Assessing nicotine dependence using an oral nicotine free-choice paradigm in mice

Models to assess the addictive-like properties of nicotine in mice are limited. Therefore, we aimed to characterize and validate an addiction index by using an oral nicotine free-choice paradigm in mice. Adult C57BL/6J, DBA/2J, or genetically modified mice carrying deletions for nicotinic acetylcholine receptor (nAChR) subunits, (n = 8-10/sex/group) were given a choice of water or nicotine (10-960 mu g/ml) solution using a two-bottle free-choice (2BC) paradigm. In general, oral nicotine intake and preference were higher in female mice compared to males. Absence of nicotine led to withdrawal, and intermittent access resulted in an escalation in consumption and greater nicotine withdrawal than continuous exposure. Additionally, oral nicotine consumption increased nucleus accumbens tyrosine hydroxylase levels. While beta 2 and alpha 6 KO mice showed a significant decrease in nicotine intake, deletion of alpha 5 nAChRs increased nicotine consumption at high concentrations. Deletion of the alpha 7 subunit altered the observed sex difference in nicotine consumption, with females consuming less than males. The alpha 4 beta 2 partial agonist varenicline decreased oral nicotine consumption. Although addition of quinine to the nicotine solution lowered nicotine intake, mice primed with nicotine did not lower their intake after quinine addition.
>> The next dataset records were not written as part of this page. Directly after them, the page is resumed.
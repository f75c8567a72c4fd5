//! Element manager notification handlers

use eve_core::prelude::*;
use eve_core::{Element, ElementChange, ElementId, ElementSource, SceneNotification};

use super::{UpdateAction, UpdateResult};
use crate::state::AppState;
use crate::summary::{FlushOutcome, SummaryContext};

/// Handle one scene notification.
pub fn handle_scene_notification(state: &mut AppState, notification: SceneNotification) -> UpdateResult {
    match notification {
        SceneNotification::ManagerInit { roots } => handle_manager_init(state, roots),
        SceneNotification::BeginChanges => {
            if state.in_batch {
                warn!("Nested BeginChanges; previous batch never ended");
            }
            state.in_batch = true;
            UpdateResult::none()
        }
        SceneNotification::ElementChanged(change) => handle_element_changed(state, change),
        SceneNotification::ElementsRemoved { ids } => handle_elements_removed(state, &ids),
        SceneNotification::EndChanges => handle_end_changes(state),
    }
}

fn handle_manager_init(state: &mut AppState, roots: Vec<Element>) -> UpdateResult {
    state.scene.replace(roots);
    state.in_batch = false;
    state.rebuild_summary();

    state.registered_scenes = state.scene.scene_ids();
    info!(
        "Element manager initialised: {} elements, {} scenes registered",
        state.scene.len(),
        state.registered_scenes.len()
    );

    // pending picks refer to the previous tree
    UpdateResult::action(UpdateAction::CancelHighlight)
}

fn handle_element_changed(state: &mut AppState, change: ElementChange) -> UpdateResult {
    let id = change.element_id();
    if !state.receives(id) {
        debug!("Change for element {} outside the registered scenes", id);
        return UpdateResult::none();
    }
    if !state.scene.apply_change(&change.element) {
        debug!("Change for unknown element {}", id);
    }

    if state.ged.editing() == Some(id) {
        if let Some(element) = state.scene.element(id) {
            state.ged.refresh(element, &state.toolkit);
        }
    }

    let ctx = SummaryContext {
        source: &state.scene,
        registry: &state.toolkit.registry,
        colors: &state.toolkit.colors,
    };
    state.summary.apply_change(&change, &ctx);

    if !state.in_batch {
        flush(state);
    }
    UpdateResult::none()
}

fn handle_elements_removed(state: &mut AppState, ids: &[ElementId]) -> UpdateResult {
    let ids: Vec<ElementId> = ids.iter().copied().filter(|&id| state.receives(id)).collect();
    if state.scene.remove(&ids) > 0 {
        state.summary.apply_removal(&ids);
    } else {
        debug!("Removal of {} unknown elements ignored", ids.len());
    }

    if !state.in_batch {
        flush(state);
    }
    UpdateResult::none()
}

fn handle_end_changes(state: &mut AppState) -> UpdateResult {
    if !state.in_batch {
        debug!("EndChanges without BeginChanges");
    }
    state.in_batch = false;
    flush(state);
    UpdateResult::none()
}

fn flush(state: &mut AppState) -> FlushOutcome {
    let ctx = SummaryContext {
        source: &state.scene,
        registry: &state.toolkit.registry,
        colors: &state.toolkit.colors,
    };
    let outcome = state.summary.flush(&ctx);
    if outcome == FlushOutcome::Rebuilt {
        // node paths changed; the open editor points at a stale path
        state.ged.close();
    }
    trace!("Summary flush: {:?}", outcome);
    outcome
}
Nicotine deprivation followed by re-exposure showed increased nicotine consumption, and DBA/2J mice consumed less nicotine compared to C57BL/6J. We validated the mouse 2BC paradigm to study nicotine's addictive-like properties including nicotine intake, preference, withdrawal, and escalation of nicotine consumption during binge drinking or after reinstatement of a deprivation period.